Diamonds finished second in the Southern Snakes’ Rachel Heyhoe Flint tournament the past two summers, and also lost to the South East Stars in this year’s Charlotte Edwards Cup Final.

Four members of this team were kept full-time — Holly Armitage, Jenny Gunn, Beth Langston and Lincy Smith — while Bess Heath, Steer Callis, Katie LeVeque and Rachel Slater won their first full-time deals.

Bowler Phoebe Graham and Batter Ami Campbell chose to sign for Thunder and Central Sparks, respectively.

Seamer Phoebe left Graham Diamonds to join Thunder (Photo by SWpix.com)

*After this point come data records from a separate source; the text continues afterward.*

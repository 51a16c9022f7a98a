//! Defensive parsing of generative output.
//!
//! The model is prompted to emit pure JSON but routinely wraps it in prose or
//! markdown fences. The load-bearing defense is substring slicing: everything
//! between the first `{` and the last `}` is the candidate document. The
//! candidate must then deserialize into the full typed [`Report`] — a
//! syntactically valid but semantically incomplete object is a parse failure,
//! never a `COMPLETE` job.

use complai_core::{Report, ReportValidationError};
use thiserror::Error;

/// How much of the raw model output to quote in error messages.
const RAW_EXCERPT_CHARS: usize = 200;

#[derive(Debug, Error)]
pub enum ParseError {
    #[error("no JSON object found in generative output: {}", excerpt(raw))]
    NoJsonObject { raw: String },

    #[error("generative output was not a valid report: {source}; output: {}", excerpt(raw))]
    Json {
        source: serde_json::Error,
        raw: String,
    },

    #[error(transparent)]
    Invalid(#[from] ReportValidationError),
}

impl ParseError {
    /// The full raw model output, kept for diagnostics.
    pub fn raw(&self) -> Option<&str> {
        match self {
            Self::NoJsonObject { raw } | Self::Json { raw, .. } => Some(raw),
            Self::Invalid(_) => None,
        }
    }
}

/// Extract and validate a structured report from raw generative output.
pub fn parse_report(raw: &str) -> Result<Report, ParseError> {
    let candidate = json_candidate(raw).ok_or_else(|| ParseError::NoJsonObject {
        raw: raw.to_string(),
    })?;

    let report: Report = serde_json::from_str(candidate).map_err(|source| ParseError::Json {
        source,
        raw: raw.to_string(),
    })?;

    report.validate()?;
    Ok(report)
}

/// The substring between the first `{` and the last `}`, inclusive.
fn json_candidate(raw: &str) -> Option<&str> {
    let start = raw.find('{')?;
    let end = raw.rfind('}')?;
    if end < start {
        return None;
    }
    Some(&raw[start..=end])
}

fn excerpt(raw: &str) -> String {
    let trimmed = raw.trim();
    if trimmed.len() <= RAW_EXCERPT_CHARS {
        trimmed.to_string()
    } else {
        let cut = trimmed
            .char_indices()
            .take_while(|(i, _)| *i < RAW_EXCERPT_CHARS)
            .last()
            .map(|(i, c)| i + c.len_utf8())
            .unwrap_or(0);
        format!("{}…", &trimmed[..cut])
    }
}

#[cfg(test)]
mod tests {
    use super::*;

    fn report_json() -> String {
        serde_json::json!({
            "case_summary": "Fee dispute on a personal loan.",
            "frl_compliance_checks": [
                {"item": "Clarity", "compliant": true, "reason": "Clear."}
            ],
            "historical_precedent_analysis": ["DRN0060527 supports the customer."],
            "key_risk_indicators": ["Undisclosed fee"],
            "predicted_fos_outcome": {"outcome": "Likely to be Upheld", "confidence": "80%"},
            "financial_impact_assessment": {"low_estimate": "£500", "high_estimate": "£750"},
            "recommendations": "Refund the fee.",
            "executive_summary": "Likely uphold. Fee poorly disclosed. Low exposure."
        })
        .to_string()
    }

    #[test]
    fn parses_pure_json() {
        let report = parse_report(&report_json()).unwrap();
        assert_eq!(report.predicted_fos_outcome.confidence, "80%");
    }

    #[test]
    fn recovers_json_wrapped_in_prose() {
        let raw = format!("Sure, here is the analysis you asked for:\n{}\nLet me know!", report_json());
        let report = parse_report(&raw).unwrap();
        assert_eq!(report.case_summary, "Fee dispute on a personal loan.");
    }

    #[test]
    fn recovers_json_inside_markdown_fences() {
        let raw = format!("```json\n{}\n```", report_json());
        parse_report(&raw).unwrap();
    }

    #[test]
    fn output_without_braces_is_no_json_object() {
        let err = parse_report("I am unable to analyse these documents.").unwrap_err();
        assert!(matches!(err, ParseError::NoJsonObject { .. }));
        assert_eq!(err.raw(), Some("I am unable to analyse these documents."));
    }

    #[test]
    fn reversed_braces_are_no_json_object() {
        let err = parse_report("} nothing useful {").unwrap_err();
        assert!(matches!(err, ParseError::NoJsonObject { .. }));
    }

    #[test]
    fn truncated_json_fails_with_raw_attached() {
        let raw = r#"{"case_summary": "cut off mid-"#;
        // No closing brace at all → no candidate.
        let err = parse_report(raw).unwrap_err();
        assert!(matches!(err, ParseError::NoJsonObject { .. }));

        let raw = r#"{"case_summary": }"#;
        let err = parse_report(raw).unwrap_err();
        assert!(matches!(err, ParseError::Json { .. }));
        assert_eq!(err.raw(), Some(raw));
    }

    #[test]
    fn missing_predicted_outcome_is_a_parse_failure() {
        let mut value: serde_json::Value = serde_json::from_str(&report_json()).unwrap();
        value.as_object_mut().unwrap().remove("predicted_fos_outcome");
        let err = parse_report(&value.to_string()).unwrap_err();
        assert!(matches!(err, ParseError::Json { .. }));
    }

    #[test]
    fn placeholder_outcome_is_invalid() {
        let mut value: serde_json::Value = serde_json::from_str(&report_json()).unwrap();
        value["predicted_fos_outcome"] =
            serde_json::json!({"outcome": "N/A", "confidence": "0%"});
        let err = parse_report(&value.to_string()).unwrap_err();
        assert!(matches!(err, ParseError::Invalid(_)));
    }

    #[test]
    fn error_display_truncates_long_output() {
        let raw = "x".repeat(5000);
        let err = parse_report(&raw).unwrap_err();
        let message = err.to_string();
        assert!(message.len() < 400, "diagnostic must stay short: {}", message.len());
        assert_eq!(err.raw().map(str::len), Some(5000), "raw kept in full");
    }
}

Seamer Phoebe left Graham Diamonds to join Thunder (Photo by SWpix.com)

Northern Diamonds director of cricket James Carr said: “It is really good that the ECB continues to support us and is gradually raising contracts year after year. We have taken the additional support from Yorkshire County Cricket Club as the regional host from six to eight full-time contracts, which It will allow us to continue to have this competitive advantage and show that women’s professional cricket is a viable career.

“We’ve had two very successful years but a bit of a failure to reach the last hurdle, and I think the additional contracts will allow us to pay more attention to the details that can take us a step further.

“Almost the entire team was full time because of Covid, so even the pay-as-you-go players had access to more training. I think the upward trajectory of the women’s game has probably been more steep than anticipated because of this. Committing to their work week in the game, it leads to huge profits along with comprehensive support.”

This year the Diamonds played on some of the best stadiums in the country in both regional competitions and for many players during The Hundred, as well as entertaining growing numbers of fans.

“It’s really special for them,” Carr commented. “All we have seen in the last 18 months is the explosive growth of these players, as cricketers and as people. The opportunity to play at Emerald Headingley, Lords and all the other first-class stadiums is really special.

“I think it gives a statement to the players that they are valued and shows them their value as a cricketer. Ultimately, no matter what level of sport you play, if it is not a memorable experience, people will stop playing. I think that is just as important at the top level as It is at the grassroots level.”